Many describe the surge in donkey skin black markets, once trade is legalised, as similar to a gold rush, considering the steep increase in the value of donkeys and their skins.
In Burkina Faso, and elsewhere, the demand for donkeys led to a steep increase of donkey prices within a few months, from roughly N$1 040 per donkey to N$1 900, leading to a surge in poaching and illegal slaughtering.
The creation of a black market in donkey skins will be further enabled by Namibia's already well-oiled poaching and smuggling networks of rhino horn, elephant tusks and pangolin scales.
A recent statement issued by the Donkib Ge Cultural Group in Namibia urged the government to halt all plans for donkey abattoirs until sufficient research is done on the trade and its impacts.
Abner Axel Xoagub warned that Namibia's donkeys are vital to communities and “without donkeys, the communities will be dormant, stagnant and poor.”
Xoagub said that Namibia does not currently have any legal framework in place to protect and facilitate the registration of donkeys and it could be “highly risky and counterproductive” for the agriculture sector when mass donkey harvesting begins.
And while many African countries have abruptly banned the trade in the past year for a number of reasons, including Uganda, Niger, Burkina Faso, Ethiopia, Tanzania, Botswana, researchers say once the trade has taken hold, it is close to impossible to clamp down on the black-market trade.
Niger's government last year announced a ban after officials discovered that 80 000 donkeys were sold in the first nine months of 2016, compared to 27 000 in 2015. The government warned that the donkey population was facing extinction there and a ban was the only option.
In Kenya, communities took to the streets recently to call on the government to ban the trade following a dramatic decline in the donkey population there.
A huge cost for communities
Meyers warned that “when all factors are taken into account, the donkey population in Namibia would likely disappear in three years”, based on current plans by two Chinese companies to slaughter at least 70 donkeys per day.
Namibia's donkey population is currently estimated at around 160 000, and with two slaughterhouses operating, if plans in Outjo and Okahandja go ahead, the decline of donkey numbers would be dramatic and quick.
Meyers explained that during his work investigating the trade, he has been surprised by the number of sectors, including livelihoods, women, pollution, water and more, that are threatened when the trade takes hold.
Meyers noted that the donkey skin trade is not sustainable in terms of supply without impacting communities, the animals and other sectors, as has been the case in other countries supplying China's insatiable demand for skins.
The trade currently provides about two million skins annually to China, while the demand for donkey skins for the production of ejia, a traditional medicine, is between 4 and 10 million.
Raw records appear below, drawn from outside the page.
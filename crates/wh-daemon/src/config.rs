// SPDX-License-Identifier: MIT OR Apache-2.0
//! Command-line configuration for the daemon binary.
//!
//! Every flag here corresponds to one of §6's "Configuration keys (all
//! optional, with defaults)"; no other configuration surface exists.

use clap::Parser;
use std::time::Duration;

/// CLI arguments for `wh-daemon`.
#[derive(Parser, Debug, Clone)]
#[command(name = "wh-daemon", version, about = "Webhook relay daemon")]
pub struct Args {
    /// Address the HTTP API binds to.
    #[arg(long, default_value = "127.0.0.1:8080")]
    pub bind: String,

    /// Maximum number of retry-eligible failed attempts before a
    /// notification is marked FAILED.
    #[arg(long, default_value_t = 5)]
    pub max_retry_count: u32,

    /// Initial retry delay in milliseconds, before jitter.
    #[arg(long, default_value_t = 1_000)]
    pub initial_retry_delay_ms: u64,

    /// Upper bound on the (pre-jitter) retry delay, in milliseconds.
    #[arg(long, default_value_t = 3_600_000)]
    pub max_retry_delay_ms: u64,

    /// Outbound HTTP transport timeout (connect + read), in milliseconds.
    #[arg(long, default_value_t = 30_000)]
    pub http_timeout_ms: u64,

    /// Sweeper scan interval, in milliseconds.
    #[arg(long, default_value_t = 30_000)]
    pub sweeper_interval_ms: u64,

    /// Number of parallel delivery-worker tasks.
    #[arg(long, default_value_t = 4)]
    pub workers: usize,

    /// Directory used to snapshot notifications for crash-recovery warm
    /// start. Disabled when absent.
    #[arg(long)]
    pub snapshot_dir: Option<std::path::PathBuf>,

    /// Widen the tracing filter to `debug` for the `webhook_relay` target.
    #[arg(long)]
    pub debug: bool,
}

impl Args {
    /// `initial_retry_delay_ms` as a [`Duration`].
    pub fn initial_retry_delay(&self) -> Duration {
        Duration::from_millis(self.initial_retry_delay_ms)
    }

    /// `max_retry_delay_ms` as a [`Duration`].
    pub fn max_retry_delay(&self) -> Duration {
        Duration::from_millis(self.max_retry_delay_ms)
    }

    /// `http_timeout_ms` as a [`Duration`].
    pub fn http_timeout(&self) -> Duration {
        Duration::from_millis(self.http_timeout_ms)
    }

    /// `sweeper_interval_ms` as a [`Duration`].
    pub fn sweeper_interval(&self) -> Duration {
        Duration::from_millis(self.sweeper_interval_ms)
    }
}
// SPDX-License-Identifier: MIT OR Apache-2.0
//! The notification entity and its lifecycle.

use chrono::{DateTime, Utc};
use serde::{Deserialize, Serialize};
use std::collections::BTreeMap;
use uuid::Uuid;

// ---------------------------------------------------------------------------
// HttpMethod
// ---------------------------------------------------------------------------

/// HTTP method used to deliver a notification.
#[derive(Debug, Clone, Copy, PartialEq, Eq, Hash, Serialize, Deserialize)]
#[serde(rename_all = "UPPERCASE")]
pub enum HttpMethod {
    /// GET
    Get,
    /// POST
    Post,
    /// PUT
    Put,
    /// PATCH
    Patch,
    /// DELETE
    Delete,
}

impl HttpMethod {
    /// The method name as it appears on the wire (`"GET"`, `"POST"`, ...).
    pub fn as_str(&self) -> &'static str {
        match self {
            Self::Get => "GET",
            Self::Post => "POST",
            Self::Put => "PUT",
            Self::Patch => "PATCH",
            Self::Delete => "DELETE",
        }
    }
}

impl std::str::FromStr for HttpMethod {
    type Err = ();

    fn from_str(s: &str) -> Result<Self, Self::Err> {
        match s.to_ascii_uppercase().as_str() {
            "GET" => Ok(Self::Get),
            "POST" => Ok(Self::Post),
            "PUT" => Ok(Self::Put),
            "PATCH" => Ok(Self::Patch),
            "DELETE" => Ok(Self::Delete),
            _ => Err(()),
        }
    }
}

// ---------------------------------------------------------------------------
// NotificationStatus
// ---------------------------------------------------------------------------

/// Lifecycle status of a notification.
#[derive(Debug, Clone, Copy, PartialEq, Eq, Hash, Serialize, Deserialize)]
#[serde(rename_all = "snake_case")]
pub enum NotificationStatus {
    /// Waiting in the queue, or waiting for its next retry.
    Pending,
    /// Delivered successfully (2xx).
    Delivered,
    /// Exhausted its retry budget, or received a non-retryable response.
    Failed,
    /// Cancelled by an operator before delivery completed.
    Cancelled,
}

impl NotificationStatus {
    /// `true` for the three terminal states: no further attempts are made.
    pub fn is_terminal(&self) -> bool {
        matches!(self, Self::Delivered | Self::Failed | Self::Cancelled)
    }

    /// Returns the set of statuses that are valid successors of `self`.
    ///
    /// The one non-obvious edge is `Failed -> Pending`, which is valid only
    /// via an explicit operator reset (see `NotificationService::reset_for_retry`),
    /// never as a side effect of delivery classification.
    pub fn valid_transitions(&self) -> &'static [NotificationStatus] {
        match self {
            Self::Pending => &[Self::Pending, Self::Delivered, Self::Failed, Self::Cancelled],
            Self::Failed => &[Self::Pending],
            Self::Delivered | Self::Cancelled => &[],
        }
    }

    /// Returns `true` if transitioning from `self` to `next` is valid.
    pub fn can_transition_to(&self, next: NotificationStatus) -> bool {
        self.valid_transitions().contains(&next)
    }

    /// Stable lowercase string form, matching the serde representation.
    pub fn as_str(&self) -> &'static str {
        match self {
            Self::Pending => "pending",
            Self::Delivered => "delivered",
            Self::Failed => "failed",
            Self::Cancelled => "cancelled",
        }
    }
}

impl std::fmt::Display for NotificationStatus {
    fn fmt(&self, f: &mut std::fmt::Formatter<'_>) -> std::fmt::Result {
        f.write_str(self.as_str())
    }
}

// ---------------------------------------------------------------------------
// DeliveryAttempt / DeliveryResult
// ---------------------------------------------------------------------------

/// Immutable record of one `VendorAdapter::deliver` invocation.
#[derive(Debug, Clone, PartialEq, Serialize, Deserialize)]
pub struct DeliveryAttempt {
    /// When the attempt was made.
    pub timestamp: DateTime<Utc>,
    /// HTTP status code, or `0` for a transport-level failure.
    pub response_code: u16,
    /// Response body, truncated to [`RESPONSE_BODY_TRUNCATE_AT`] characters.
    pub response_body: Option<String>,
    /// Error message, present only when the attempt did not succeed.
    pub error_message: Option<String>,
}

/// Transient outcome of a single delivery attempt. Never persisted directly;
/// the worker folds it into a [`DeliveryAttempt`] before storage.
#[derive(Debug, Clone, PartialEq)]
pub struct DeliveryResult {
    /// `true` for any 2xx response.
    pub success: bool,
    /// HTTP status code, or `0` for a transport-level failure.
    pub status_code: u16,
    /// Raw (untruncated) response body, if any.
    pub response_body: Option<String>,
    /// Error message describing a transport or vendor failure.
    pub error_message: Option<String>,
}

impl DeliveryResult {
    /// Construct a successful result.
    pub fn success(status_code: u16, response_body: Option<String>) -> Self {
        Self {
            success: true,
            status_code,
            response_body,
            error_message: None,
        }
    }

    /// Construct a failure result carrying a vendor-returned status code.
    pub fn failure(status_code: u16, response_body: Option<String>, message: String) -> Self {
        Self {
            success: false,
            status_code,
            response_body,
            error_message: Some(message),
        }
    }

    /// Construct a transport-level failure (status code `0`): timeout,
    /// connection refused, DNS failure, or TLS failure.
    pub fn connection_failure(message: String) -> Self {
        Self {
            success: false,
            status_code: 0,
            response_body: None,
            error_message: Some(message),
        }
    }
}

/// Response bodies stored in attempts are capped to this many characters.
pub const RESPONSE_BODY_TRUNCATE_AT: usize = 1000;
/// Sentinel appended to a response body truncated at [`RESPONSE_BODY_TRUNCATE_AT`].
pub const RESPONSE_BODY_TRUNCATION_SENTINEL: &str = "\u{2026} [truncated]";

/// Truncate a response body to [`RESPONSE_BODY_TRUNCATE_AT`] characters,
/// appending [`RESPONSE_BODY_TRUNCATION_SENTINEL`] when truncation occurred.
///
/// Truncates on `char` boundaries, not bytes, so multi-byte UTF-8 sequences
/// are never split.
pub fn truncate_response_body(body: &str) -> String {
    if body.chars().count() <= RESPONSE_BODY_TRUNCATE_AT {
        return body.to_string();
    }
    let truncated: String = body.chars().take(RESPONSE_BODY_TRUNCATE_AT).collect();
    format!("{truncated}{RESPONSE_BODY_TRUNCATION_SENTINEL}")
}

// ---------------------------------------------------------------------------
// WorkItem
// ---------------------------------------------------------------------------

/// The broker-level message that tells a worker which notification to
/// process next.
///
/// `retry_count` is advisory only — the store's `retry_count` is
/// authoritative for every retry-eligibility decision. This field exists
/// for diagnostics (log fields, dead-letter inspection), not control flow.
#[derive(Debug, Clone, Copy, PartialEq, Eq, Serialize, Deserialize)]
pub struct WorkItem {
    /// The notification to process.
    pub notification_id: Uuid,
    /// Advisory retry count at the time of publish.
    pub retry_count: u32,
}

impl WorkItem {
    /// Construct a work item for the first (non-retry) attempt.
    pub fn first_attempt(notification_id: Uuid) -> Self {
        Self {
            notification_id,
            retry_count: 0,
        }
    }
}

// ---------------------------------------------------------------------------
// Notification
// ---------------------------------------------------------------------------

/// A durable outbound webhook notification: the system of record for one
/// vendor delivery, including its full attempt history.
#[derive(Debug, Clone, PartialEq, Serialize, Deserialize)]
pub struct Notification {
    /// Opaque unique identifier, assigned by the store on first persistence.
    pub id: Uuid,
    /// Selects the adapter used to deliver this notification.
    pub vendor_name: String,
    /// Absolute `http`/`https` URL.
    pub target_url: String,
    /// HTTP method to use.
    pub http_method: HttpMethod,
    /// Request headers. Keys are unique; case is preserved as supplied.
    pub headers: BTreeMap<String, String>,
    /// Opaque request body, passed to the vendor verbatim.
    pub body: Option<String>,
    /// Caller-supplied idempotency key. When present, globally unique across
    /// all notifications (terminal or not).
    pub idempotency_key: Option<String>,
    /// Current lifecycle status.
    pub status: NotificationStatus,
    /// Number of completed, retry-eligible failed attempts.
    pub retry_count: u32,
    /// When the record was first persisted.
    pub created_at: DateTime<Utc>,
    /// When the record was last mutated.
    pub updated_at: DateTime<Utc>,
    /// Earliest time the next attempt may run. Meaningful only when
    /// `status == Pending && retry_count > 0`.
    pub next_retry_at: Option<DateTime<Utc>>,
    /// Append-only history of delivery attempts.
    pub attempts: Vec<DeliveryAttempt>,
}

impl Notification {
    /// Construct a brand-new notification in its initial state: `Pending`,
    /// `retry_count == 0`, no attempts, no assigned id.
    ///
    /// The id is a placeholder (`Uuid::nil()`) until the store assigns a
    /// real one on first `save`.
    pub fn new(
        vendor_name: impl Into<String>,
        target_url: impl Into<String>,
        http_method: HttpMethod,
        headers: BTreeMap<String, String>,
        body: Option<String>,
        idempotency_key: Option<String>,
        now: DateTime<Utc>,
    ) -> Self {
        Self {
            id: Uuid::nil(),
            vendor_name: vendor_name.into(),
            target_url: target_url.into(),
            http_method,
            headers,
            body,
            idempotency_key,
            status: NotificationStatus::Pending,
            retry_count: 0,
            created_at: now,
            updated_at: now,
            next_retry_at: None,
            attempts: Vec::new(),
        }
    }

    /// `true` if this record is eligible to be picked up by a worker (its
    /// status is `Pending`).
    pub fn is_pending(&self) -> bool {
        self.status == NotificationStatus::Pending
    }
}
In Namibia, further concerns have been raised that the plan by Fu Hai Trading Enterprise to slaughter cattle in the same abattoir as the donkeys could potentially harm Namibia's reputation in several export sectors.
At Meyer's presentation this week, a former state veterinarian shared her concerns that the slaughtering of donkeys at the same facilities as cattle could be problematic.
Another cause of concern is that many countries place high standards on the humane treatment of animals at slaughterhouses, as part of their import conditions.
The donkey skin industry is notorious for the high number of reported cruelty cases, which, in some cases, led to the ban of the industry, as was the case in Botswana recently.
Meyers said that the welfare needs of donkeys are unique to the species, and that investigations have seen that between eight and ten donkeys die daily at legal slaughterhouses due to the stress of the transport, handling, captivity, lack of food and water and several other issues.
He explained that the trade does not “incentivise” the welfare of the animals, because the skin is the main product and the condition of the animals matters little.